In CHT v CHU ([2021] SGCA 38), the Court of Appeal considered an appeal against the High Court’s orders dividing matrimonial assets following the parties’ divorce. The husband challenged the High Court Judge’s approach on three main fronts: (1) the identification and valuation of certain assets said to be undisclosed or improperly dealt with; (2) the Judge’s assessment of the parties’ contribution ratio; and (3) the Judge’s handling of costs between the parties.

The Court of Appeal reaffirmed that appellate intervention in matrimonial asset division is not readily undertaken. Consistent with the court’s earlier guidance in TQU v TQT ([2020] SGCA 8), the appellate court will interfere only if the High Court’s decision is shown to be “clearly inequitable” or “wrong in principle”. Applying that deferential standard, the Court of Appeal rejected most of the husband’s arguments. However, it made one important correction: while the High Court was correct to include the value of 19,000 Restricted Stock Units (“RSUs”) transferred by the husband to his mother in the matrimonial pool, the High Court erred in drawing an adverse inference against him in respect of those RSUs.

What Were the Facts of This Case?

The dispute arose from the division of matrimonial assets ordered by a High Court Judge in divorce proceedings between the husband (CHT) and the wife (CHU). The appeal concerned how the High Court identified the assets forming the matrimonial pool, how it assessed the parties’ contributions, and how it dealt with costs. The Court of Appeal’s ex tempore judgment focused on the husband’s challenges to the High Court’s reasoning and the practical consequences for the asset division.

First, the High Court dealt with the wife’s disclosure of insurance policies. The wife disclosed nine insurance policies but failed to disclose another eight. The Judge drew an adverse inference against the wife for the non-disclosure and for failing to provide reliable and updated information about some of the disclosed policies. To give effect to that adverse inference, the Judge notionally added $200,000—representing the value of the eight undisclosed policies—into the matrimonial pool.

Second, the husband challenged the High Court’s treatment of the wife’s bank statements. The husband argued that the Judge should have drawn an adverse inference because the wife did not provide complete statements for three OCBC accounts. The High Court acknowledged deficiencies in the wife’s evidence, including that some documents appeared “cropped” and that the wife was not forthcoming from the outset. Nevertheless, the Judge explained why those deficiencies did not justify drawing an adverse inference, noting that the disclosed account summaries were dated, covered a period of six months, contained substantial information, and that the wife later supplemented her disclosure by providing two additional accounts.

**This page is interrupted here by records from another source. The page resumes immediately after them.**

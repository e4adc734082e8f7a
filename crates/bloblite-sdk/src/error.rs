use thiserror::Error;

use bloblite_store::{ErrorKind, StoreError};

#[derive(Debug, Error)]
pub enum SdkError {
    #[error("store error: {0}")]
    Store(#[from] StoreError),
}

impl SdkError {
    /// Classification of the underlying storage failure.
    pub fn kind(&self) -> ErrorKind {
        match self {
            Self::Store(e) => e.kind(),
        }
    }
}

pub type SdkResult<T> = Result<T, SdkError>;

The High Court also considered other evidence supporting the wife’s account of the amounts held.

Third, the High Court addressed the husband’s dealings with 19,000 RSUs. The husband initially disclosed only 13,264 RSUs. Later, documents revealed that he had transferred a total of 19,000 RSUs to his mother in 2018. The High Court included the value of these RSUs—assessed at $1,365,528.57—into the matrimonial pool. The Judge considered the transfers suspicious because they occurred shortly after the wife filed for divorce and were much larger than the husband’s monthly maintenance payments to his mother. The High Court then drew an adverse inference against the husband for failing to satisfactorily account for the transfers.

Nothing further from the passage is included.